Después de topar con límites del propio poder, lo más sensato era dejarlo correr y disimular, pero la España eterna arrastra un material genético secular que no le permitía hacer oídos sordos a la afrenta. De ahí el anuncio de la querella, exigida por los más firmes partidarios de poner firmes a la gente. Y de ahí la reacción, inesperada y unánime, de los fiscales catalanes, calificada con razón por este diario de motín. ¿Consideran que juzgar a Mas es un disparate porque están más cerca de Europa? En todo caso, la trascendencia de la rebelión no se le escapa a nadie. La reacción de Madrid, de pretensión fulminante, consiste no en doblegar sino en retorcer la resistencia mediante un auto sacramental oficiado por el fiscal general.
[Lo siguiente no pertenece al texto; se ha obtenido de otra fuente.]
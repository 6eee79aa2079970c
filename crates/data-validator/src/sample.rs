//! Sensor sample types

use chrono::{DateTime, Utc};
use serde::{Deserialize, Serialize};

/// Tri-axial reading. Malformed components are stored as NaN.
#[derive(Debug, Clone, Copy, PartialEq, Serialize, Deserialize)]
pub struct Vector3 {
    pub x: f64,
    pub y: f64,
    pub z: f64,
}

impl Vector3 {
    /// All components NaN (missing or malformed reading)
    pub const MISSING: Vector3 = Vector3 {
        x: f64::NAN,
        y: f64::NAN,
        z: f64::NAN,
    };

    pub fn new(x: f64, y: f64, z: f64) -> Self {
        Self { x, y, z }
    }

    pub fn is_finite(&self) -> bool {
        self.x.is_finite() && self.y.is_finite() && self.z.is_finite()
    }
}

/// Sensor axis. Declaration order is the feature layout order.
#[derive(Debug, Clone, Copy, PartialEq, Eq, Hash, Serialize, Deserialize)]
pub enum Axis {
    AccX,
    AccY,
    AccZ,
    RotX,
    RotY,
    RotZ,
}

impl Axis {
    /// Axes in the order their features are concatenated
    pub const ALL: [Axis; 6] = [
        Axis::AccX,
        Axis::AccY,
        Axis::AccZ,
        Axis::RotX,
        Axis::RotY,
        Axis::RotZ,
    ];

    /// Get string representation
    pub fn as_str(&self) -> &'static str {
        match self {
            Axis::AccX => "acc_x",
            Axis::AccY => "acc_y",
            Axis::AccZ => "acc_z",
            Axis::RotX => "rot_x",
            Axis::RotY => "rot_y",
            Axis::RotZ => "rot_z",
        }
    }
}

impl std::fmt::Display for Axis {
    fn fmt(&self, f: &mut std::fmt::Formatter<'_>) -> std::fmt::Result {
        f.write_str(self.as_str())
    }
}

/// One timestamped accelerometer + gyroscope reading
#[derive(Debug, Clone, Copy, PartialEq, Serialize, Deserialize)]
pub struct Sample {
    pub timestamp: DateTime<Utc>,
    pub acceleration: Vector3,
    pub rotation: Vector3,
}

impl Sample {
    /// Value of a single axis
    pub fn axis(&self, axis: Axis) -> f64 {
        match axis {
            Axis::AccX => self.acceleration.x,
            Axis::AccY => self.acceleration.y,
            Axis::AccZ => self.acceleration.z,
            Axis::RotX => self.rotation.x,
            Axis::RotY => self.rotation.y,
            Axis::RotZ => self.rotation.z,
        }
    }
}

/// Chronologically ordered samples from one ingestion call
#[derive(Debug, Clone, Default, PartialEq, Serialize, Deserialize)]
pub struct SampleBatch {
    samples: Vec<Sample>,
}

impl SampleBatch {
    /// Build a batch, stably sorting samples by timestamp
    pub fn new(mut samples: Vec<Sample>) -> Self {
        samples.sort_by_key(|s| s.timestamp);
        Self { samples }
    }

    pub fn len(&self) -> usize {
        self.samples.len()
    }

    pub fn is_empty(&self) -> bool {
        self.samples.is_empty()
    }

    pub fn samples(&self) -> &[Sample] {
        &self.samples
    }

    /// Column of one axis across the batch
    pub fn axis_values(&self, axis: Axis) -> Vec<f64> {
        self.samples.iter().map(|s| s.axis(axis)).collect()
    }

    /// Timestamps across the batch
    pub fn timestamps(&self) -> Vec<DateTime<Utc>> {
        self.samples.iter().map(|s| s.timestamp).collect()
    }

    /// First and last timestamp of the batch
    pub fn bounds(&self) -> Option<(DateTime<Utc>, DateTime<Utc>)> {
        match (self.samples.first(), self.samples.last()) {
            (Some(first), Some(last)) => Some((first.timestamp, last.timestamp)),
            _ => None,
        }
    }
}

#[cfg(test)]
mod tests {
    use super::*;
    use chrono::TimeZone;

    fn sample_at(secs: i64, acc_x: f64) -> Sample {
        Sample {
            timestamp: Utc.timestamp_opt(secs, 0).unwrap(),
            acceleration: Vector3::new(acc_x, 0.0, 9.8),
            rotation: Vector3::new(0.1, 0.2, 0.3),
        }
    }

    #[test]
    fn test_batch_sorts_chronologically() {
        let batch = SampleBatch::new(vec![sample_at(3, 3.0), sample_at(1, 1.0), sample_at(2, 2.0)]);
        assert_eq!(batch.axis_values(Axis::AccX), vec![1.0, 2.0, 3.0]);

        let (first, last) = batch.bounds().unwrap();
        assert_eq!(first.timestamp(), 1);
        assert_eq!(last.timestamp(), 3);
    }

    #[test]
    fn test_axis_order() {
        let sample = sample_at(0, 1.5);
        let values: Vec<f64> = Axis::ALL.iter().map(|a| sample.axis(*a)).collect();
        assert_eq!(values, vec![1.5, 0.0, 9.8, 0.1, 0.2, 0.3]);
    }

    #[test]
    fn test_empty_batch_has_no_bounds() {
        assert!(SampleBatch::default().bounds().is_none());
    }
}
//! Events handed from ingestion to the daily sweep

use inference_engine::{ActivityRecord, SubjectId};

#[derive(Debug, Clone, PartialEq)]
pub enum ActivityEvent {
    /// Records produced by one ingestion call
    RecordsClassified {
        subject: SubjectId,
        records: Vec<ActivityRecord>,
    },
    /// Device token registered or replaced
    DeviceRegistered { subject: SubjectId, token: String },
}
Se trata, una vez más, de actuar según el instinto primario, sin tener en cuenta las consecuencias. Si el president Mas es juzgado por los delitos de que le acusa la fiscalía general, que le podrían comportar hasta diez años de cárcel, tendrá a toda Catalunya a su lado menos a PP y Ciutadans. Juzgado por poner unas urnas sin el más mínimo valor jurídico. Por si acaso, el jefe del Ejército de Tierra se afanó en expresar su disponibilidad para cumplir la Constitución y acabar con la debilidad de la metrópoli, que según él aprovechan algunos -y todo el mundo sabe a quiénes se refiere-. Para no magnificar este grave síntoma de desconcierto, el Gobierno de Rajoy y los medios han echado tierra encima. En un país de la OTAN no es posible cumplir la amenaza.
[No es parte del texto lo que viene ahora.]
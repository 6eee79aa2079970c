//! Episode aggregation

use chrono::{DateTime, Duration, Utc};
use inference_engine::{ActivityRecord, ActivityType};
use serde::{Deserialize, Serialize};
use tracing::debug;

/// Default gap allowed between two records of one episode (seconds)
pub const DEFAULT_GAP_TOLERANCE_SECS: i64 = 20;

/// Maximal run of same-activity records
#[derive(Debug, Clone, PartialEq, Eq, Serialize, Deserialize)]
pub struct Episode {
    pub activity: ActivityType,
    pub start: DateTime<Utc>,
    pub end: DateTime<Utc>,
    /// Number of records merged into this episode
    pub records: usize,
}

impl Episode {
    fn open(record: &ActivityRecord) -> Self {
        Self {
            activity: record.activity,
            start: record.start_time,
            end: record.end_time,
            records: 1,
        }
    }

    /// Whole minutes between start and end
    pub fn duration_minutes(&self) -> i64 {
        ((self.end - self.start).num_seconds() / 60).max(0)
    }
}

/// Merges a day's records into episodes
#[derive(Debug, Clone)]
pub struct EpisodeAggregator {
    gap_tolerance: Duration,
}

impl EpisodeAggregator {
    pub fn new(gap_tolerance: Duration) -> Self {
        Self { gap_tolerance }
    }

    /// Walk the records in start-time order. A record extends the open
    /// episode when it has the same activity and starts no later than
    /// `gap_tolerance` after the episode ends; otherwise the open episode is
    /// closed and a new one starts.
    pub fn aggregate(&self, records: &[ActivityRecord]) -> Vec<Episode> {
        let mut ordered: Vec<&ActivityRecord> = records.iter().collect();
        ordered.sort_by_key(|r| r.start_time);

        let mut episodes = Vec::new();
        let mut current: Option<Episode> = None;

        for record in ordered {
            current = match current.take() {
                None => Some(Episode::open(record)),
                Some(mut episode) => {
                    let gap = record.start_time - episode.end;
                    if record.activity == episode.activity && gap <= self.gap_tolerance {
                        episode.end = episode.end.max(record.end_time);
                        episode.records += 1;
                        Some(episode)
                    } else {
                        episodes.push(episode);
                        Some(Episode::open(record))
                    }
                }
            };
        }
        episodes.extend(current);

        debug!(
            "Aggregated {} records into {} episodes",
            records.len(),
            episodes.len()
        );
        episodes
    }
}

impl Default for EpisodeAggregator {
    fn default() -> Self {
        Self::new(Duration::seconds(DEFAULT_GAP_TOLERANCE_SECS))
    }
}
//! Activity Record Routes

use axum::extract::{Query, State};
use axum::Json;
use chrono::{NaiveDate, Utc};
use inference_engine::ActivityRecord;
use serde::{Deserialize, Serialize};

use crate::error::ApiError;
use crate::SharedState;

/// Query parameters for the records endpoint
#[derive(Debug, Deserialize)]
pub struct RecordsQuery {
    pub subject_id: Option<String>,
    /// YYYY-MM-DD, defaults to today (UTC)
    pub date: Option<String>,
}

#[derive(Debug, Serialize, Deserialize)]
pub struct RecordsResponse {
    pub subject_id: String,
    pub date: NaiveDate,
    pub records: Vec<ActivityRecord>,
    pub count: usize,
    pub is_fall: bool,
}

/// Records stored for one subject-day
pub async fn get_records(
    State(state): State<SharedState>,
    Query(params): Query<RecordsQuery>,
) -> Result<Json<RecordsResponse>, ApiError> {
    let subject = state
        .pipeline
        .config()
        .subject_or_default(params.subject_id.as_deref());

    let date = match params.date.as_deref() {
        Some(raw) => NaiveDate::parse_from_str(raw, "%Y-%m-%d")
            .map_err(|_| ApiError::BadRequest(format!("Invalid date '{}', expected YYYY-MM-DD", raw)))?,
        None => Utc::now().date_naive(),
    };

    let records = state
        .repository
        .day_document(&subject, date)?
        .map(|document| document.records)
        .unwrap_or_default();
    let is_fall = state
        .repository
        .profile(&subject)?
        .is_some_and(|profile| profile.is_fall);

    Ok(Json(RecordsResponse {
        subject_id: subject.to_string(),
        date,
        count: records.len(),
        records,
        is_fall,
    }))
}
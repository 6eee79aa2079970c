//! Activity Recognition API Server
//!
//! REST API for sensor ingestion, activity records, device registration and
//! fall location alerts.

use axum::{
    extract::State,
    http::StatusCode,
    response::IntoResponse,
    routing::{get, post},
    Json, Router,
};
use metrics_exporter_prometheus::PrometheusHandle;
use serde::{Deserialize, Serialize};
use std::future::Future;
use std::net::SocketAddr;
use std::sync::Arc;
use tokio::net::TcpListener;
use tokio::sync::mpsc;
use tower_governor::GovernorLayer;
use tower_http::trace::TraceLayer;
use tracing::{info, warn};
use tracing_subscriber::EnvFilter;

pub mod error;
pub mod rate_limit;
mod routes;
pub mod settings;

pub use error::ApiError;
pub use rate_limit::RateLimitConfig;
pub use routes::predict::{PredictRequest, PredictResponse};
pub use routes::records::RecordsResponse;
pub use routes::subjects::MessageResponse;
pub use settings::{LoggingSettings, Settings};

use activity_pipeline::ActivityPipeline;
use alerting::{ActivityEvent, NotificationSink};
use storage::Repository;

/// Application state shared across handlers
pub struct AppState {
    pub pipeline: Arc<ActivityPipeline>,
    pub repository: Arc<Repository>,
    /// Transport for notifications sent straight from a request
    pub sink: Arc<dyn NotificationSink>,
    /// Channel to the daily sweep
    pub events: Option<mpsc::Sender<ActivityEvent>>,
    /// Prometheus renderer, absent when no recorder is installed
    pub metrics: Option<PrometheusHandle>,
    /// Version string
    pub version: String,
    /// Start time
    pub start_time: std::time::Instant,
}

pub type SharedState = Arc<AppState>;

impl AppState {
    /// Create new application state
    pub fn new(
        pipeline: Arc<ActivityPipeline>,
        repository: Arc<Repository>,
        sink: Arc<dyn NotificationSink>,
    ) -> Self {
        Self {
            pipeline,
            repository,
            sink,
            events: None,
            metrics: None,
            version: env!("CARGO_PKG_VERSION").to_string(),
            start_time: std::time::Instant::now(),
        }
    }

    pub fn with_events(mut self, events: mpsc::Sender<ActivityEvent>) -> Self {
        self.events = Some(events);
        self
    }

    pub fn with_metrics(mut self, handle: PrometheusHandle) -> Self {
        self.metrics = Some(handle);
        self
    }
}

/// Health response
#[derive(Debug, Serialize, Deserialize)]
pub struct HealthResponse {
    pub status: String,
    pub timestamp: i64,
    pub version: String,
    pub uptime_seconds: u64,
    pub counts: SystemCounts,
}

#[derive(Debug, Serialize, Deserialize)]
pub struct SystemCounts {
    /// Subjects with live sequence state
    pub active_subjects: usize,
    /// Subjects with a stored profile
    pub profiles: usize,
    pub day_documents: usize,
    pub locations: usize,
}

/// Create the application router
pub fn create_router(state: SharedState, rate_limit: &RateLimitConfig) -> Router {
    let mut alerting: Router<SharedState> = Router::new()
        .route("/api/v1/device-token", post(routes::subjects::register_device_token))
        .route("/api/v1/location", post(routes::subjects::location_alert));
    match rate_limit::create_governor_config(rate_limit) {
        Some(config) => alerting = alerting.layer(GovernorLayer { config }),
        None => warn!("Rate limiting disabled: invalid limits {:?}", rate_limit),
    }

    Router::new()
        .route("/api/v1/health", get(health_handler))
        .route("/api/v1/predict", post(routes::predict::predict))
        .route("/api/v1/records", get(routes::records::get_records))
        .route("/metrics", get(metrics_handler))
        .merge(alerting)
        .layer(TraceLayer::new_for_http())
        .with_state(state)
}

/// Health check handler
async fn health_handler(State(state): State<SharedState>) -> Json<HealthResponse> {
    Json(HealthResponse {
        status: "healthy".to_string(),
        timestamp: chrono::Utc::now().timestamp(),
        version: state.version.clone(),
        uptime_seconds: state.start_time.elapsed().as_secs(),
        counts: SystemCounts {
            active_subjects: state.pipeline.subjects().len(),
            profiles: state.repository.subject_count(),
            day_documents: state.repository.document_count(),
            locations: state.repository.location_count(),
        },
    })
}

/// Prometheus text exposition
async fn metrics_handler(State(state): State<SharedState>) -> impl IntoResponse {
    match &state.metrics {
        Some(handle) => (StatusCode::OK, handle.render()),
        None => (StatusCode::NOT_FOUND, "metrics recorder not installed".to_string()),
    }
}

/// Initialize logging. RUST_LOG takes precedence over the configured level.
pub fn init_logging(settings: &LoggingSettings) {
    let filter = EnvFilter::try_from_default_env().unwrap_or_else(|_| EnvFilter::new(&settings.level));
    let builder = tracing_subscriber::fmt().with_env_filter(filter).with_target(true);

    let result = if settings.json {
        builder.json().try_init()
    } else {
        builder.try_init()
    };
    if let Err(e) = result {
        eprintln!("Logging already initialized: {}", e);
    }
}

/// Serve `router` on `listener` until `shutdown` resolves
pub async fn serve<F>(listener: TcpListener, router: Router, shutdown: F) -> std::io::Result<()>
where
    F: Future<Output = ()> + Send + 'static,
{
    info!("Starting API server on {}", listener.local_addr()?);
    axum::serve(listener, router.into_make_service_with_connect_info::<SocketAddr>())
        .with_graceful_shutdown(shutdown)
        .await
}

#[cfg(test)]
mod tests {
    use super::*;
    use alerting::LogSink;
    use axum::body::Body;
    use axum::http::Request;
    use data_validator::StandardScaler;
    use feature_engine::FEATURE_DIMENSION;
    use inference_engine::{ActivityType, MockClassifier};
    use tower::ServiceExt;

    fn router() -> Router {
        let pipeline = ActivityPipeline::new(
            activity_pipeline::PipelineConfig::default(),
            Arc::new(StandardScaler::identity(FEATURE_DIMENSION)),
            Arc::new(MockClassifier::constant(ActivityType::Sit, 3, FEATURE_DIMENSION)),
        )
        .unwrap();
        let state = AppState::new(Arc::new(pipeline), Arc::new(Repository::new()), Arc::new(LogSink));
        create_router(Arc::new(state), &RateLimitConfig::default())
    }

    #[tokio::test]
    async fn test_metrics_without_recorder() {
        let response = router()
            .oneshot(Request::get("/metrics").body(Body::empty()).unwrap())
            .await
            .unwrap();
        assert_eq!(response.status(), StatusCode::NOT_FOUND);
    }

    #[tokio::test]
    async fn test_records_defaults_to_today() {
        let response = router()
            .oneshot(Request::get("/api/v1/records").body(Body::empty()).unwrap())
            .await
            .unwrap();
        assert_eq!(response.status(), StatusCode::OK);

        let bytes = axum::body::to_bytes(response.into_body(), usize::MAX).await.unwrap();
        let body: RecordsResponse = serde_json::from_slice(&bytes).unwrap();
        assert_eq!(body.subject_id, "default");
        assert_eq!(body.date, chrono::Utc::now().date_naive());
        assert_eq!(body.count, 0);
    }
}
Embestida, impotencia, desconcierto. He aquí la secuencia que deberemos acostumbrarnos a soportar. Tanta gallardía y a la vez tanto temor. Por si no bastara, al día siguiente del disparate militar el ministro Montoro renuncia a cumplir la ley y reformar el sistema de financiación autonómica. Según él mismo, se trata de evitar peleas territoriales. El ministro que figura como más valiente esconde la cabeza bajo el ala en vez de afrontar los problemas de cara. El sábado 29 vendrá Rajoy para volver a demostrar, a pesar de su ala radical, que un dirigente europeo no podría imitar a Putin aunque lo deseara.

Cuanta más democracia, más límites al poder, más poderes que actúan de contrapoderes en reequilibrio permanente. La España del PP, y la de buena parte del PSOE sufre una severa incomodidad. No es que el espejo lo presente Catalunya, sino que la superficie del vidrio ha sido pulida por Europa. Es evidente la necesidad de una segunda transición, pero también lo es que quienes la deberían impulsar se enrocan. ¿Con qué consecuencias? Lo iremos viendo. Y sobre todo, sufriendo.